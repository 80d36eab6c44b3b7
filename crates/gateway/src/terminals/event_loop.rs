//! The single task that owns every session.
//!
//! Socket readers and tick timers only post [`LoopEvent`]s; each event is
//! handled to completion before the next one is taken, so the router
//! never needs a lock.

use std::net::IpAddr;

use tokio::sync::mpsc;

use sn_domain::TerminalId;
use sn_sessions::ConnectionId;

use super::registry::ConnectionSink;
use super::router::SessionRouter;

#[derive(Debug)]
pub enum LoopEvent {
    /// A WebSocket was accepted.
    Connected {
        connection: ConnectionId,
        peer: IpAddr,
        sink: ConnectionSink,
    },
    /// A text frame arrived.
    Frame {
        connection: ConnectionId,
        text: String,
    },
    /// The socket is gone.
    Disconnected { connection: ConnectionId },
    /// A billing minute elapsed for `terminal`.
    Tick { terminal: TerminalId, epoch: u64 },
    /// Close every connection and stop the loop.
    Shutdown,
}

/// Drive `router` until [`LoopEvent::Shutdown`] arrives or every sender is
/// gone.
pub async fn run(mut router: SessionRouter, mut events: mpsc::Receiver<LoopEvent>) {
    tracing::info!(terminals = router.session_count(), "session loop started");

    while let Some(event) = events.recv().await {
        if matches!(event, LoopEvent::Shutdown) {
            router.shutdown();
            break;
        }
        router.handle(event);
    }

    tracing::info!("session loop stopped");
}
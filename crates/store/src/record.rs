use chrono::{DateTime, Utc};
use serde::{Deserialize, Serialize};

use sn_domain::{MemberId, TerminalId};

/// A registered member account.
#[derive(Debug, Clone, PartialEq, Eq, Serialize, Deserialize)]
pub struct MemberRecord {
    pub id: MemberId,
    pub username: String,
    pub password: String,
    #[serde(default = "d_true")]
    pub active: bool,
    #[serde(default)]
    pub remaining_minutes: i64,
    /// Terminal the member is currently signed in on.
    #[serde(default)]
    pub active_terminal: Option<TerminalId>,
}

/// A prepaid voucher that has not been fully spent yet.
#[derive(Debug, Clone, PartialEq, Eq, Serialize, Deserialize)]
pub struct VoucherRecord {
    pub id: u64,
    pub code: String,
    pub remaining_minutes: i64,
    pub expires_at: DateTime<Utc>,
    /// Terminal the voucher is currently bound to.
    #[serde(default)]
    pub active_terminal: Option<TerminalId>,
    /// Set the first time the voucher is redeemed.  A voucher with a last
    /// user counts as used and cannot be topped up onto a member.
    #[serde(default)]
    pub last_active_username: Option<String>,
}

impl VoucherRecord {
    pub fn is_used(&self) -> bool {
        self.last_active_username
            .as_deref()
            .is_some_and(|name| !name.is_empty())
    }
}

/// A provisioned terminal.
#[derive(Debug, Clone, PartialEq, Eq, Serialize, Deserialize)]
pub struct TerminalRecord {
    pub id: TerminalId,
    pub host_address: String,
    #[serde(default)]
    pub mac_address: String,
}

/// What [`crate::BillingStore::prepare_for_startup`] cleaned up.
#[derive(Debug, Clone, Copy, Default, PartialEq, Eq)]
pub struct StartupReport {
    pub members_released: usize,
    pub vouchers_deleted: usize,
    pub vouchers_released: usize,
}

fn d_true() -> bool {
    true
}
//! Connection table owned by the session router.

use std::collections::HashMap;
use std::net::IpAddr;

use chrono::{DateTime, Utc};
use tokio::sync::mpsc;
use tokio::sync::mpsc::error::TrySendError;

use sn_domain::TerminalId;
use sn_protocol::Role;
use sn_sessions::ConnectionId;

/// A frame queued for a connection's WebSocket writer task.
#[derive(Debug, Clone, PartialEq, Eq)]
pub enum OutboundFrame {
    Text(String),
    /// Close the socket with the given reason.  Nothing after this is sent.
    Close(String),
}

pub type ConnectionSink = mpsc::Sender<OutboundFrame>;

/// One live transport connection.
pub struct Connection {
    pub id: ConnectionId,
    pub peer: IpAddr,
    /// Latched from the first envelope.
    pub role: Option<Role>,
    /// The terminal this connection drives, once resolved.
    pub session: Option<TerminalId>,
    /// Set once a close has been queued; later frames are ignored.
    pub closing: bool,
    pub connected_at: DateTime<Utc>,
    sink: ConnectionSink,
}

impl Connection {
    pub fn new(id: ConnectionId, peer: IpAddr, sink: ConnectionSink) -> Self {
        Self {
            id,
            peer,
            role: None,
            session: None,
            closing: false,
            connected_at: Utc::now(),
            sink,
        }
    }

    pub fn is_monitor(&self) -> bool {
        self.role == Some(Role::Monitor)
    }

    /// Queue a frame without waiting.  A full queue drops the frame: the
    /// event loop never blocks on a slow client.
    pub fn send(&self, frame: OutboundFrame) -> bool {
        match self.sink.try_send(frame) {
            Ok(()) => true,
            Err(TrySendError::Full(_)) => {
                tracing::warn!(connection = %self.id, peer = %self.peer, "outbound queue full, dropping frame");
                false
            }
            Err(TrySendError::Closed(_)) => {
                tracing::debug!(connection = %self.id, "writer gone, dropping frame");
                false
            }
        }
    }

    /// Queue a close frame and stop accepting input from this connection.
    pub fn close(&mut self, reason: &str) {
        if !self.closing {
            self.closing = true;
            self.send(OutboundFrame::Close(reason.to_owned()));
        }
    }
}

#[derive(Default)]
pub struct ConnectionRegistry {
    connections: HashMap<ConnectionId, Connection>,
}

impl ConnectionRegistry {
    pub fn new() -> Self {
        Self::default()
    }

    pub fn register(&mut self, connection: Connection) {
        tracing::debug!(connection = %connection.id, peer = %connection.peer, "connection registered");
        self.connections.insert(connection.id, connection);
    }

    pub fn remove(&mut self, id: ConnectionId) -> Option<Connection> {
        self.connections.remove(&id)
    }

    pub fn get(&self, id: ConnectionId) -> Option<&Connection> {
        self.connections.get(&id)
    }

    pub fn get_mut(&mut self, id: ConnectionId) -> Option<&mut Connection> {
        self.connections.get_mut(&id)
    }

    pub fn monitors(&self) -> impl Iterator<Item = &Connection> {
        self.connections.values().filter(|c| c.is_monitor() && !c.closing)
    }

    pub fn ids(&self) -> Vec<ConnectionId> {
        self.connections.keys().copied().collect()
    }

    pub fn len(&self) -> usize {
        self.connections.len()
    }

    pub fn is_empty(&self) -> bool {
        self.connections.is_empty()
    }
}

#[cfg(test)]
mod tests {
    use super::*;
    use std::net::Ipv4Addr;

    fn connection(id: u64, capacity: usize) -> (Connection, mpsc::Receiver<OutboundFrame>) {
        let (tx, rx) = mpsc::channel(capacity);
        (
            Connection::new(ConnectionId(id), IpAddr::V4(Ipv4Addr::LOCALHOST), tx),
            rx,
        )
    }

    #[test]
    fn full_queue_drops_instead_of_blocking() {
        let (conn, mut rx) = connection(1, 1);
        assert!(conn.send(OutboundFrame::Text("a".into())));
        assert!(!conn.send(OutboundFrame::Text("b".into())));
        assert_eq!(rx.try_recv().unwrap(), OutboundFrame::Text("a".into()));
    }

    #[test]
    fn close_is_sent_once() {
        let (mut conn, mut rx) = connection(1, 4);
        conn.close("bye");
        conn.close("bye again");
        assert!(conn.closing);
        assert_eq!(rx.try_recv().unwrap(), OutboundFrame::Close("bye".into()));
        assert!(rx.try_recv().is_err());
    }

    #[test]
    fn monitors_exclude_terminals_and_unlatched() {
        let mut registry = ConnectionRegistry::new();
        let (mut a, _ra) = connection(1, 1);
        a.role = Some(Role::Monitor);
        let (mut b, _rb) = connection(2, 1);
        b.role = Some(Role::Terminal);
        let (c, _rc) = connection(3, 1);
        registry.register(a);
        registry.register(b);
        registry.register(c);

        let monitors: Vec<_> = registry.monitors().map(|c| c.id).collect();
        assert_eq!(monitors, vec![ConnectionId(1)]);
        assert_eq!(registry.len(), 3);
    }
}
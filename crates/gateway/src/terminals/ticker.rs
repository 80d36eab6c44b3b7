//! Per-session billing timers.
//!
//! A timer never touches a session.  It only posts
//! [`LoopEvent::Tick`] into the event loop, tagged with the epoch it was
//! started under so the loop can drop ticks from a timer that has since
//! been replaced.

use std::collections::HashMap;
use std::time::Duration;

use tokio::sync::mpsc;
use tokio::task::JoinHandle;

use sn_domain::TerminalId;

use super::event_loop::LoopEvent;

/// Starts and stops the once-per-minute tick of each session.
pub trait Ticker: Send {
    fn start(&mut self, terminal: TerminalId, epoch: u64);
    fn stop(&mut self, terminal: TerminalId);
}

/// Ticker backed by one tokio interval task per running session.
pub struct TokioTicker {
    period: Duration,
    events: mpsc::Sender<LoopEvent>,
    tasks: HashMap<TerminalId, JoinHandle<()>>,
}

impl TokioTicker {
    pub fn new(period: Duration, events: mpsc::Sender<LoopEvent>) -> Self {
        Self {
            period,
            events,
            tasks: HashMap::new(),
        }
    }
}

impl Ticker for TokioTicker {
    fn start(&mut self, terminal: TerminalId, epoch: u64) {
        self.stop(terminal);

        let period = self.period;
        let events = self.events.clone();
        let task = tokio::spawn(async move {
            // First tick one full period after start, not immediately.
            let mut interval = tokio::time::interval_at(tokio::time::Instant::now() + period, period);
            loop {
                interval.tick().await;
                if events.send(LoopEvent::Tick { terminal, epoch }).await.is_err() {
                    break;
                }
            }
        });
        tracing::debug!(terminal, epoch, "tick timer started");
        self.tasks.insert(terminal, task);
    }

    fn stop(&mut self, terminal: TerminalId) {
        if let Some(task) = self.tasks.remove(&terminal) {
            task.abort();
            tracing::debug!(terminal, "tick timer stopped");
        }
    }
}

impl Drop for TokioTicker {
    fn drop(&mut self) {
        for (_, task) in self.tasks.drain() {
            task.abort();
        }
    }
}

● **ACTION ITEM**
Lines above that contain the string "info" make up the answer.

● **ANSWER**
    tracing::info!(terminals = router.session_count(), "session loop started");
    tracing::info!("session loop stopped");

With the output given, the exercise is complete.